-------- THE INPUT
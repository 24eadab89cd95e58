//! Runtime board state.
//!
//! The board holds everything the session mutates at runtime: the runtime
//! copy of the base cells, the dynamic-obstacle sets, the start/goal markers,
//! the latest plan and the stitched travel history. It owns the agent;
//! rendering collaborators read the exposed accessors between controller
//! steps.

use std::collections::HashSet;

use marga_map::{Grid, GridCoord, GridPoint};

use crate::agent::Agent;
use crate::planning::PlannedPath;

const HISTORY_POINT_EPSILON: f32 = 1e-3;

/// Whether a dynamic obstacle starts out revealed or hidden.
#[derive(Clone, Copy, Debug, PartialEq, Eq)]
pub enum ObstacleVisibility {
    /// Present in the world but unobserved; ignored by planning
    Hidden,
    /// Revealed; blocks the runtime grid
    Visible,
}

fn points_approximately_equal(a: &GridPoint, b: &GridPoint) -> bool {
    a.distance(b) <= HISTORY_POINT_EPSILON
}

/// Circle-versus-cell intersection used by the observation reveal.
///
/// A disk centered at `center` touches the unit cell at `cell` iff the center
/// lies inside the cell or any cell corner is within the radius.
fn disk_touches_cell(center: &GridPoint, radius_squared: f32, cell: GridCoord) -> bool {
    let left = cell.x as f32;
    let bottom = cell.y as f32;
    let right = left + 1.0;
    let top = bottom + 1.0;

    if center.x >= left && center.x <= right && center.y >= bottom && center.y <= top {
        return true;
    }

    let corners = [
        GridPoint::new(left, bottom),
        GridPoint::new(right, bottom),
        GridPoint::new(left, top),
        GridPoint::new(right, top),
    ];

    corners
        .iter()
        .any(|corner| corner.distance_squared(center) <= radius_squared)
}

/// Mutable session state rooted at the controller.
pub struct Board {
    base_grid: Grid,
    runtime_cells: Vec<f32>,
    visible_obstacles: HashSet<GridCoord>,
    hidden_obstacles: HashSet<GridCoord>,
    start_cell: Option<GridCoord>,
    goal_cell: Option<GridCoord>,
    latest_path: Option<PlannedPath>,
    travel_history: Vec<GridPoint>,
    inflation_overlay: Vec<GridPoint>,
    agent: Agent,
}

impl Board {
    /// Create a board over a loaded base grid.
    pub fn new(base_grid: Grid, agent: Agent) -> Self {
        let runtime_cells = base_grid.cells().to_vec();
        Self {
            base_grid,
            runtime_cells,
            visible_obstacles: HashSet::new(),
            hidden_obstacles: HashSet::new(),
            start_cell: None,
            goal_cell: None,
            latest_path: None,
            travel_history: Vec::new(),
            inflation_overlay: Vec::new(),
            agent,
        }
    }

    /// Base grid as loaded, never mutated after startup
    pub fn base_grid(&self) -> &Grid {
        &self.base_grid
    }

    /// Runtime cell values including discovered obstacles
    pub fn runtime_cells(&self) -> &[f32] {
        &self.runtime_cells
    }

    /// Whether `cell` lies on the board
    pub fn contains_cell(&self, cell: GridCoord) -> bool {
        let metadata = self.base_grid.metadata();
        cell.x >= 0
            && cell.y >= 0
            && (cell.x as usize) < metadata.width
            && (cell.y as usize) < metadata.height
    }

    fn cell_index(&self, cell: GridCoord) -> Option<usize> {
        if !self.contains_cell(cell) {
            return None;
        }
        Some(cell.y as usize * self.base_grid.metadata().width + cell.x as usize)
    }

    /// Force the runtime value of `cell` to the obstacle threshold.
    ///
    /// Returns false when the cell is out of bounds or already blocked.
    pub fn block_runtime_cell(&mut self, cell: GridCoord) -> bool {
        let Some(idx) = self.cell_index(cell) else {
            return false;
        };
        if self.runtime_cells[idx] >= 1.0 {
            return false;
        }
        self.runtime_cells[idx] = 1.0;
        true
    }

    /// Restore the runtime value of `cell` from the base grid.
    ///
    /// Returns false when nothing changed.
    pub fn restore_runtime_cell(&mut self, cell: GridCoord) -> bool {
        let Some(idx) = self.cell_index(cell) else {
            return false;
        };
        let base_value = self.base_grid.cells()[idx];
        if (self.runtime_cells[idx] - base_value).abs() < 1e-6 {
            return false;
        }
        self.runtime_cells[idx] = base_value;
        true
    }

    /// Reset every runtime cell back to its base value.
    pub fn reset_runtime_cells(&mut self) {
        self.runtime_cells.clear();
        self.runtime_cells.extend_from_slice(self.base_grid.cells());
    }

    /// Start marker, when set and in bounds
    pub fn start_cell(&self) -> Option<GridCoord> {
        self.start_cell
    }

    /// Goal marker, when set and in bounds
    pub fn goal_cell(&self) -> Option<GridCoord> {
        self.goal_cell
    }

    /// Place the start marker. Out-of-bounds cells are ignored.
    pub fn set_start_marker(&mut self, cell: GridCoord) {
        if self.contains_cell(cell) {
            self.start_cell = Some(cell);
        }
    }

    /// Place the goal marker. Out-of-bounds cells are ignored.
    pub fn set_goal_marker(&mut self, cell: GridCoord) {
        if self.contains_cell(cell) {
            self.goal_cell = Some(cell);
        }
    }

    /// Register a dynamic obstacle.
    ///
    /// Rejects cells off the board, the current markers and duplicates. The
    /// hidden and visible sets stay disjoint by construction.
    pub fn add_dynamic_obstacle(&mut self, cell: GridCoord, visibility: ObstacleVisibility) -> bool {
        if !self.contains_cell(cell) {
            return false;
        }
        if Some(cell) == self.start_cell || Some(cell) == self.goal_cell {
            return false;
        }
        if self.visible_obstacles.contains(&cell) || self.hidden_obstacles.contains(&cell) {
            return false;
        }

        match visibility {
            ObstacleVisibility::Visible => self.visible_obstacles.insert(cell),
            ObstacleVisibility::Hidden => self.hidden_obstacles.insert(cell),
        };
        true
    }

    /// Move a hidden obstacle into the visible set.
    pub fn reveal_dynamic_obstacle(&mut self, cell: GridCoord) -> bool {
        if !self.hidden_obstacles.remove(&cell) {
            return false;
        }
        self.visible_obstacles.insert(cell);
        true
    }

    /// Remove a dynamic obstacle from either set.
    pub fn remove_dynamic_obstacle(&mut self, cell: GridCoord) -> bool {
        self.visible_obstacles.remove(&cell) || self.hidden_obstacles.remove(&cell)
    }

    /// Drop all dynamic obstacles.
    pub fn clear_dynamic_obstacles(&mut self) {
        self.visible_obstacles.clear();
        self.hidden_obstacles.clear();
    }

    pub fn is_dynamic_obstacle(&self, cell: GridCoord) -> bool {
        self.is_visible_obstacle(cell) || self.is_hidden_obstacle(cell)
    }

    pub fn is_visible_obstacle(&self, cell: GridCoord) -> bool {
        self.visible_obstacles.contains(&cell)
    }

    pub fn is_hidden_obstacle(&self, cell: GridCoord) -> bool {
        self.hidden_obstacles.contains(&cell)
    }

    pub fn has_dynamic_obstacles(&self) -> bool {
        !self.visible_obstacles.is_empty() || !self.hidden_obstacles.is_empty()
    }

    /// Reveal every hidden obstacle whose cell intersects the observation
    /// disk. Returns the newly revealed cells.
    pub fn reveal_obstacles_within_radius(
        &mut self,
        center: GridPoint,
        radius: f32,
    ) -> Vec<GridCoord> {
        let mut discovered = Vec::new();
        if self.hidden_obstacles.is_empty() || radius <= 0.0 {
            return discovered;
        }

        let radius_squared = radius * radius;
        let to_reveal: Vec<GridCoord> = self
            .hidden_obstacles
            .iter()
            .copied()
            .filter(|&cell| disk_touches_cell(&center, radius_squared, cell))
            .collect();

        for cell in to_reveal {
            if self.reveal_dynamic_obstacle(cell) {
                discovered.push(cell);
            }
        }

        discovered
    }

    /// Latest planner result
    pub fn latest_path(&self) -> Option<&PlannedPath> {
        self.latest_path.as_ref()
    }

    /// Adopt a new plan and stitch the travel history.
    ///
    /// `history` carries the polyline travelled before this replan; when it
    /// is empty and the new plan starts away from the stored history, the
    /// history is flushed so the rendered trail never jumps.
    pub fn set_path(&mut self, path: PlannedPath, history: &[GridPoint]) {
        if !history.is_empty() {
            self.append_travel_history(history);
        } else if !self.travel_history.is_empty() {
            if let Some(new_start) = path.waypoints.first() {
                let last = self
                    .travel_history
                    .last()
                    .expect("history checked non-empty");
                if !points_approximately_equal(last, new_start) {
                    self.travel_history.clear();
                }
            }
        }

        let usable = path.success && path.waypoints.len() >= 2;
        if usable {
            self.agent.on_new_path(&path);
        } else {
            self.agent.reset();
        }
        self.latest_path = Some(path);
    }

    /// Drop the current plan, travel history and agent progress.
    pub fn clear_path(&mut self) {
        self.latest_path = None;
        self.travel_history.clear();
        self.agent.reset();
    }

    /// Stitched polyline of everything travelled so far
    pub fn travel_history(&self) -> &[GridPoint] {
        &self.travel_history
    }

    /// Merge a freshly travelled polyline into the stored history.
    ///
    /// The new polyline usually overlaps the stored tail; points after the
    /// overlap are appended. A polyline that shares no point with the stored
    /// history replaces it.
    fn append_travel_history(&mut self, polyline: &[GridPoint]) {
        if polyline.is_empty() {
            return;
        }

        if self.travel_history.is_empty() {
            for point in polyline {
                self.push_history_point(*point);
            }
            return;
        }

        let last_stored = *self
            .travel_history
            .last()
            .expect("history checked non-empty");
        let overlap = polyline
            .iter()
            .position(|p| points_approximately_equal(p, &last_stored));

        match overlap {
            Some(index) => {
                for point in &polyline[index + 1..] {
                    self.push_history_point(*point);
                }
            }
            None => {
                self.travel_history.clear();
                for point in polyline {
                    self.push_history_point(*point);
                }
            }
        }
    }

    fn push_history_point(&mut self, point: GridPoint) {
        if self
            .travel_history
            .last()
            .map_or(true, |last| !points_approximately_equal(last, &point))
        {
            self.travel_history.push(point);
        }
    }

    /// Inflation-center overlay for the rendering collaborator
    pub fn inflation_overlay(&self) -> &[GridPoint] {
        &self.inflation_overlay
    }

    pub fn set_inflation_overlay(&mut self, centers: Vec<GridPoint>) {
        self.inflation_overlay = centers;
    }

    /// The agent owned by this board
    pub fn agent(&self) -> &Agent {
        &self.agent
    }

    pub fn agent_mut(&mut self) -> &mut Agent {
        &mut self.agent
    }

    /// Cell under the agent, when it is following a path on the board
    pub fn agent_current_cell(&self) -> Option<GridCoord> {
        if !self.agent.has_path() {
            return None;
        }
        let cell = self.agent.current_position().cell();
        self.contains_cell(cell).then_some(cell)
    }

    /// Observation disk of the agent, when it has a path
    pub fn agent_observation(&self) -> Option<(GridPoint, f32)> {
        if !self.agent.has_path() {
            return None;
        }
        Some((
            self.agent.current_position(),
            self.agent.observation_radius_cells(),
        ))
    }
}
----------------
-------- THE INPUT
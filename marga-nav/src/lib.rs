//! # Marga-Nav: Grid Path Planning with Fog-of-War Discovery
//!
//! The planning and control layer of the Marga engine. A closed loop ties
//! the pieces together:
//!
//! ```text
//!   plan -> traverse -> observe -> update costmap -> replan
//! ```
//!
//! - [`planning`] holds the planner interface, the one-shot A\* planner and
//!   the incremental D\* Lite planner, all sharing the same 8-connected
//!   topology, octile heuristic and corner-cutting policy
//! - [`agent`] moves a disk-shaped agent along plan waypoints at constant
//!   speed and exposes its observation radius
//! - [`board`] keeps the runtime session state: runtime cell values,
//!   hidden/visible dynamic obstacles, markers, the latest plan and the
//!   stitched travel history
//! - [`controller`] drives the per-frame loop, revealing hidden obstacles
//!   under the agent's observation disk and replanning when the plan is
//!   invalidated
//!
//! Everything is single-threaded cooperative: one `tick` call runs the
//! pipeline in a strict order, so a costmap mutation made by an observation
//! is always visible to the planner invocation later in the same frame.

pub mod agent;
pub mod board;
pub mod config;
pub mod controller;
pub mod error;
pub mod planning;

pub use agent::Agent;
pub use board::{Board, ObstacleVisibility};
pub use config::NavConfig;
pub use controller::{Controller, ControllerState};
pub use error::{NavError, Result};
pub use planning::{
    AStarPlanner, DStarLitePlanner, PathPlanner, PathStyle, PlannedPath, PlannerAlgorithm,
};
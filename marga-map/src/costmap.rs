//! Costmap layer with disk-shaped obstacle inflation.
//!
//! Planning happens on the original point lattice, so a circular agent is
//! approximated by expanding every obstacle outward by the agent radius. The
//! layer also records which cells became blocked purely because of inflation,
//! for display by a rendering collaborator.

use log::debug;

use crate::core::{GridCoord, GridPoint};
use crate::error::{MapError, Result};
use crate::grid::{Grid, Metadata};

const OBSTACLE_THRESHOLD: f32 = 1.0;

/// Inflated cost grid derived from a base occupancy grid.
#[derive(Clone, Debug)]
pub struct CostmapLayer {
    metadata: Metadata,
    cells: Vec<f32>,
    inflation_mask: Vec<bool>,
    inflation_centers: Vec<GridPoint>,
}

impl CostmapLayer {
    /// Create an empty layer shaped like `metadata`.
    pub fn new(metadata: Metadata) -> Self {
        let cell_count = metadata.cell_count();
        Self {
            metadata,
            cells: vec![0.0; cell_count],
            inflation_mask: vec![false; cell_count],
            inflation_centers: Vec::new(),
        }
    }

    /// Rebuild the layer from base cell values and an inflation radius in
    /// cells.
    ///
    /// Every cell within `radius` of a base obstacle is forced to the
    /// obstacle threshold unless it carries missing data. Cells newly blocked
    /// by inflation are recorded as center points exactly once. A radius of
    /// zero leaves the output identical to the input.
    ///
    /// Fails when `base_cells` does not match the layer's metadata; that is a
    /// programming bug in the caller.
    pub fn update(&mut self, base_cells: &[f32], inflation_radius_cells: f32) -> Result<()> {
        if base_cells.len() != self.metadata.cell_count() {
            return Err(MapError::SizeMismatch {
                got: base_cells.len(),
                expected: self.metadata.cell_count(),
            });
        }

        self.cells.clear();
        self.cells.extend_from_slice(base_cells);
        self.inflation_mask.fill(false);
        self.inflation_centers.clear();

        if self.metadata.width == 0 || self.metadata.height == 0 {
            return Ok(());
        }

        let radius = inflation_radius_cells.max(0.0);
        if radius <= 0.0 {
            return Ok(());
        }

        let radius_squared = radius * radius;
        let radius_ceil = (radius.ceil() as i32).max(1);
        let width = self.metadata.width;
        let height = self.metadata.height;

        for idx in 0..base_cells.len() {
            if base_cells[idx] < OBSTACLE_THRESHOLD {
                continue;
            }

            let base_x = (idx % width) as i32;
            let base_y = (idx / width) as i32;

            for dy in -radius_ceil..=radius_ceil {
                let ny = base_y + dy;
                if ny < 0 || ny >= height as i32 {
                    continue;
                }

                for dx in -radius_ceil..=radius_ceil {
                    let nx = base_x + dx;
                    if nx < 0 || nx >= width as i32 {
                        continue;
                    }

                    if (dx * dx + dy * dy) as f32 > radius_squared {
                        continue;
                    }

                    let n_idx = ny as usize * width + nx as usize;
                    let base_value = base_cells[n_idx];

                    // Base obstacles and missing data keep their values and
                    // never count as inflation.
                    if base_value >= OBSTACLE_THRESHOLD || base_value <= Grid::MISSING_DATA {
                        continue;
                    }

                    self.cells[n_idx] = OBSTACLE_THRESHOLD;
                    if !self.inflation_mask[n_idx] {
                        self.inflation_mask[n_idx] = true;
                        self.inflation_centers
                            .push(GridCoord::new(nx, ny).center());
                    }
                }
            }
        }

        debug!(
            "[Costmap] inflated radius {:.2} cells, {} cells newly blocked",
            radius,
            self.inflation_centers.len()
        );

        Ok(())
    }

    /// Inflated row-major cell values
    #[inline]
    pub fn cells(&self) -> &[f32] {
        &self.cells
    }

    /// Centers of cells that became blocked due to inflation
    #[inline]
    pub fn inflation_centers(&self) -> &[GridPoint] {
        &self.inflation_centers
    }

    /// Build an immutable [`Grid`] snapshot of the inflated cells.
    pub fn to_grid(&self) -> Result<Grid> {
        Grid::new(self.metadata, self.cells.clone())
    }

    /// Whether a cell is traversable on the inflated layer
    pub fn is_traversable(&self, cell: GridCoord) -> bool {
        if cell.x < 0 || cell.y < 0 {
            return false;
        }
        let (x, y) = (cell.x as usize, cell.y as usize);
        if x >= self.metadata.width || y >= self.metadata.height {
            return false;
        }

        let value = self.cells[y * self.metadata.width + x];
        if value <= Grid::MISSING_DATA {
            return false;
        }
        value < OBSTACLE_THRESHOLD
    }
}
----------------
-------- THE INPUT
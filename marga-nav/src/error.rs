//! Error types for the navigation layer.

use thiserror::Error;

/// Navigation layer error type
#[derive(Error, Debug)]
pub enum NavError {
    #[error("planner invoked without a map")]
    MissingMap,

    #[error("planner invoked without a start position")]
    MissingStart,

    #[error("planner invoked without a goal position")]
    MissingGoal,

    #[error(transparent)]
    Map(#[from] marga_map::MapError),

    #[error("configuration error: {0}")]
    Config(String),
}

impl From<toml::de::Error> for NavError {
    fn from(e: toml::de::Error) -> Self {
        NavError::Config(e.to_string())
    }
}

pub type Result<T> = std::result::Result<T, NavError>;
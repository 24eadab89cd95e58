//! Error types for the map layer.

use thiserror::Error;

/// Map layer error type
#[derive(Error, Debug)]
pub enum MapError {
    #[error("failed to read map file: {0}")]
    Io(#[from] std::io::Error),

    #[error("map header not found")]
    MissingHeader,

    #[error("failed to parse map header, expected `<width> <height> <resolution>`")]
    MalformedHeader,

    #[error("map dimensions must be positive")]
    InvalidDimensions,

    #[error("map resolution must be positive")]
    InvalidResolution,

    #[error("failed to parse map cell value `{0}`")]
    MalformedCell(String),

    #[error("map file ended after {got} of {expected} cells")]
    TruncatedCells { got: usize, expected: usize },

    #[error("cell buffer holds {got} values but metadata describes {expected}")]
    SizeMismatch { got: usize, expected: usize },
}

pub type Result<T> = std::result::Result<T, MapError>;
----------------
#### [INSTRUCTIONS TO FOLLOW]
Retype only the stretch of lines above starting at the one with "newly revealed cells." and stopping at the one with "let to_reveal: Vec<GridCoord> = self", exactly as written, with both kept.

#### [ANSWER BELOW]
    /// disk. Returns the newly revealed cells.
    pub fn reveal_obstacles_within_radius(
        &mut self,
        center: GridPoint,
        radius: f32,
    ) -> Vec<GridCoord> {
        let mut discovered = Vec::new();
        if self.hidden_obstacles.is_empty() || radius <= 0.0 {
            return discovered;
        }

        let radius_squared = radius * radius;
        let to_reveal: Vec<GridCoord> = self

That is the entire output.